Abimé dans ses réflexions, Montcalm ne s’était pas aperçu qu’un homme, marchant assez vite, s’avançait au devant de lui ; ce ne fut qu’en se frappant sur cet individu, qui apparemment était aussi distrait que lui, que le général releva la tête.

— Diable, fit-il, est-ce que vous ne voyez pas clair, l’ami ?

— Oh ! mon général, mille pardons, répondit l’inconnu qui n’était autre que le capitaine de Raincourt.

— Tiens, c’est vous, Félix, vous avez donc quelque chose qui vous tracasse l’esprit, que vous ne regardez pas où vous posez les pieds.

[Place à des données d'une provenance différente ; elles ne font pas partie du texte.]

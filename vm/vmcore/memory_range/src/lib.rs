// Copyright (c) Microsoft Corporation.
// Licensed under the MIT License.

//! Half-open physical address ranges.
//!
//! Used for DRAM extents, link address windows, and the final memory map.
//! Unlike a `core::ops::Range<u64>`, a [`MemoryRange`] always satisfies
//! `start <= end`, is `Copy`, and formats as hex.

#![no_std]
#![forbid(unsafe_code)]

use core::fmt;
use core::ops::Range;
use thiserror::Error;

/// One KiB.
pub const KB: u64 = 1024;
/// One MiB.
pub const MB: u64 = 1024 * KB;
/// One GiB.
pub const GB: u64 = 1024 * MB;
/// The 4 GiB line.
pub const FOUR_GB: u64 = 4 * GB;

/// Error returned by [`MemoryRange::try_new`].
#[derive(Debug, Error)]
#[error("invalid memory range {start:#x}..{end:#x}")]
pub struct InvalidMemoryRange {
    start: u64,
    end: u64,
}

/// A half-open address range `[start, end)`.
#[derive(Copy, Clone, PartialEq, Eq, PartialOrd, Ord, Hash, Default)]
pub struct MemoryRange {
    start: u64,
    end: u64,
}

impl MemoryRange {
    /// The empty range at address zero.
    pub const EMPTY: Self = Self { start: 0, end: 0 };

    /// Returns a new range.
    ///
    /// Panics if `range.start > range.end`.
    #[track_caller]
    pub const fn new(range: Range<u64>) -> Self {
        assert!(range.start <= range.end);
        Self {
            start: range.start,
            end: range.end,
        }
    }

    /// Returns a new range, or an error if `range.start > range.end`.
    pub const fn try_new(range: Range<u64>) -> Result<Self, InvalidMemoryRange> {
        if range.start > range.end {
            return Err(InvalidMemoryRange {
                start: range.start,
                end: range.end,
            });
        }
        Ok(Self {
            start: range.start,
            end: range.end,
        })
    }

    /// Returns the range `[base, base + len)`.
    ///
    /// Panics on overflow.
    #[track_caller]
    pub const fn from_base_len(base: u64, len: u64) -> Self {
        match base.checked_add(len) {
            Some(end) => Self { start: base, end },
            None => panic!("memory range overflows"),
        }
    }

    /// The first address in the range.
    pub const fn start(&self) -> u64 {
        self.start
    }

    /// The address just past the end of the range.
    pub const fn end(&self) -> u64 {
        self.end
    }

    /// The last address in the range, or `None` if it is empty.
    pub const fn last(&self) -> Option<u64> {
        if self.is_empty() {
            None
        } else {
            Some(self.end - 1)
        }
    }

    /// The length of the range in bytes.
    pub const fn len(&self) -> u64 {
        self.end - self.start
    }

    /// Returns true if the range is empty.
    pub const fn is_empty(&self) -> bool {
        self.start == self.end
    }

    /// Returns true if `other` lies entirely within this range.
    pub const fn contains(&self, other: &Self) -> bool {
        self.start <= other.start && other.end <= self.end
    }

    /// Splits the range at `addr`, clamped to the range.
    pub fn split_at(&self, addr: u64) -> (Self, Self) {
        let mid = addr.clamp(self.start, self.end);
        (
            Self {
                start: self.start,
                end: mid,
            },
            Self {
                start: mid,
                end: self.end,
            },
        )
    }
}

impl fmt::Debug for MemoryRange {
    fn fmt(&self, f: &mut fmt::Formatter<'_>) -> fmt::Result {
        write!(f, "{:#x}-{:#x}", self.start, self.end)
    }
}

impl fmt::Display for MemoryRange {
    fn fmt(&self, f: &mut fmt::Formatter<'_>) -> fmt::Result {
        fmt::Debug::fmt(self, f)
    }
}

/// Rounds `value` down to a multiple of `align`, which must be a power of two.
pub const fn align_down(value: u64, align: u64) -> u64 {
    debug_assert!(align.is_power_of_two());
    value & !(align - 1)
}

/// Rounds `value` up to a multiple of `align`, which must be a power of two.
///
/// Returns `None` on overflow.
pub const fn align_up(value: u64, align: u64) -> Option<u64> {
    debug_assert!(align.is_power_of_two());
    match value.checked_add(align - 1) {
        Some(v) => Some(v & !(align - 1)),
        None => None,
    }
}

— Mon général qui n’en a pas ?

— C’est vrai, mais lorsque l’on est jeune, cela se porte mieux.

— Je ne dis pas non, mais il n’en est pas moins vrai que cela se porte mal, et si je n’avais d’inquiétude que sur mon sort, je ne serais pas trop malheureux.

— Que craignez vous donc, je ne vous ai jamais vu abattu de la sorte ?

— Général vous avez aimé, aussi, vous ne rirez pas de moi : je crains de laisser Hortense seule en ce monde, sans protection, encore sous la tutelle d’un homme sans vertu. Pourquoi ces tristes pensées m’assaillent-elles, je n’en sais rien, n’ai-je pas été vingt fois au feu, je ne puis m’expliquer pourquoi en songeant à la bataille que nous allons bientôt livrer, je me sens trembler.

— Félix, je vais vous le dire, vous êtes comme tous les amoureux. Avant peu votre fiancée sera majeure, voilà pourquoi, si près de votre bonheur, vous craignez plus que jamais de le perdre.

Le capitaine secoua la tête.

— Général, dit-il, croyez-vous à la destinée ?

— Pourquoi cette question ?

— Eh bien ! ma destinée à moi est de mourir avant de pouvoir nommer Hortense ma femme.

— Capitaine, vous n’êtes qu’un enfant,

— Peut-être, mais mon général, voulez-vous faire une chose pour moi ?

— Vous savez bien que je suis le père de mes soldats.